Recuerdo perfectamente el momento; la alegría de mi padre (alcalde de la Villa por entonces): y la sensación de agrado que experimenté al ver a la partera que había ayudado a traerme al mundo, recibir el agradecimiento de sus vecinos cuando todavía podía disfrutar del mismo.

En aquel año se le hicieron muchas entrevistas de las que dejó testimonios, que son hoy un patrimonio de valor incalculable de la historia terorense-

Vengo de una familia -decía- que siempre conservó este, digamos, oficio. Mis abuelos eran parteros y también mi madre. Recuerdo que cuando se presentaban varios partos, iban los tres, caminando por Tejeda y por los pueblos de donde les llamaran, recorrían las casas y, después, cada uno elegía a su parturienta. Lo curioso era que mis abuelos siempre se trataron de usted entre ellos.

Ha sido una vida rica emociones y en satisfacciones. Yo quiero con locura a todos los que ayudé a traer al mundo. Tengo, además, la satisfacción de que nunca, ni parturientas ni natalicios, se me murieron en las manos. Jamás puse un punto y no provoqué la más mínima infección, a pesar de que fueron innumerables los chiquillos que venían “de pies” o de “nalgas”.

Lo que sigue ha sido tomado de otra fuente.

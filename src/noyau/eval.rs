//! Noyau — évaluation (pipeline réel)
//!
//! tokenize -> RPN -> pile numérique -> f64 -> texte arrondi
//!
//! Chaque étape est une fonction pure : mêmes entrées, mêmes sorties,
//! aucune donnée partagée entre deux appels.

use super::erreur::ErreurEval;
use super::fonctions::{appliquer_fonction, appliquer_op};
use super::format::formater_resultat;
use super::jetons::{format_tokens, tokenize, Tok};
use super::rpn::to_rpn;

/// Démarche d’une expression : jetons puis RPN, en texte.
#[derive(Clone, Default, Debug, PartialEq)]
pub struct Demarche {
    pub jetons: String,
    pub rpn: String,
}

/// Évalue une suite de jetons en RPN.
///
/// La première erreur rencontrée interrompt l’évaluation (pas de résultat partiel).
pub fn eval_postfix(rpn: &[Tok]) -> Result<f64, ErreurEval> {
    let mut st: Vec<f64> = Vec::with_capacity(rpn.len());

    for tok in rpn {
        match tok {
            Tok::Num(lit) => {
                let v = lit
                    .parse::<f64>()
                    .ok()
                    .filter(|v| v.is_finite())
                    .ok_or_else(|| ErreurEval::InvalidNumber(lit.clone()))?;
                st.push(v);
            }

            Tok::Op(op) => {
                if st.len() < 2 {
                    return Err(ErreurEval::InsufficientOperands);
                }
                let b = st.pop().ok_or(ErreurEval::InsufficientOperands)?;
                let a = st.pop().ok_or(ErreurEval::InsufficientOperands)?;
                st.push(appliquer_op(*op, a, b)?);
            }

            Tok::Fonc(f) => {
                let a = st.pop().ok_or(ErreurEval::InsufficientOperands)?;
                st.push(appliquer_fonction(*f, a)?);
            }

            // to_rpn n’en produit jamais ; RPN construite à la main
            Tok::LPar => return Err(ErreurEval::UnknownOperator("(".into())),
            Tok::RPar => return Err(ErreurEval::UnknownOperator(")".into())),
        }
    }

    match (st.pop(), st.is_empty()) {
        (Some(v), true) => Ok(v),
        _ => Err(ErreurEval::InvalidExpression),
    }
}

/// API publique : évalue une expression infixe.
pub fn evaluer(expr: &str) -> Result<f64, ErreurEval> {
    eval_postfix(&to_rpn(&tokenize(expr)))
}

/// Frontière consommée par l’UI : expression -> texte arrondi à `decimales`.
pub fn calculer(expr: &str, decimales: u32) -> Result<String, ErreurEval> {
    evaluer(expr).map(|v| formater_resultat(v, decimales))
}

/// Trace jetons + RPN (n’échoue jamais, même si l’évaluation échoue).
pub fn demarche(expr: &str) -> Demarche {
    let jetons = tokenize(expr);
    let rpn = to_rpn(&jetons);

    Demarche {
        jetons: format_tokens(&jetons),
        rpn: format_tokens(&rpn),
    }
}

Venían a cualquier hora desde El Zumacal, para Tejeda, para San Mateo, para Valsendero, para donde fuera. Tenían que ir caminando. Yo siempre llevaba una caña, que me hacía de bastón y un quinqué, que tenía que limpiar a cada rato porque el petróleo me lo empañaba. Muchas veces me pagaba los propios desplazamientos, cuando podía coger un coche. Mi marido, que era guardia municipal, jamás me preguntó cuánto me habían pagado por mi trabajo. Sabía que yo lo hacía por bondad y que muchas veces daba más que lo que podía recibir.

Jamás,.. nunca cobré un duro.

Llegaban a casas donde la miseria reinaba por todas partes. En algunas viviendas no tenían más que dos sábanas, por lo que había que buscar “zalea” para recoger los restos del parto y conseguir así que la madre y el niño tuvieran una cama seca para después del parto. En otras ocasiones, las madres, por el frío, no podían hacer fuerzas y, como quiera que no tenían nada en casa, no podía hacerles una taza de matalahúga o de canela. En no pocas ocasiones saqué dinero de mi bolsillo para mandar a comprar esas cosas y calentar a las parturientas.

Nunca pedí nada, pero, en cambio... era bonito ver cómo mi casa se llenaba de sacos de papas, de huevos, de gallinas, de lo único que aquella gente tenía y que me entregaban con lágrimas en los ojos, como diciéndome que era poco, pero que no podían más. De siempre he sentido el agradecimiento de esa gente, por eso mi puerta siempre está abierta. Recuerdo aquellos duros momentos, aquellas caminatas y aquellas fuerzas que hacíamos tanto la madre como yo, esperando oír el primer llanto del chiquillo, en una lucha por la vida tremenda, maravillosa. Siempre “me traje” a los críos conmigo y eso no ceso de agradecérselo a Dios y a la Virgen...”

¡Extraordinario testimonio de una mujer que tanto hizo por la vida!

Falleció el 21 de diciembre del año 2000, cuando ya tanto ella como Celedonita eran patrimonio humano, inmaterial de la Villa de Teror, de toda Gran Canaria.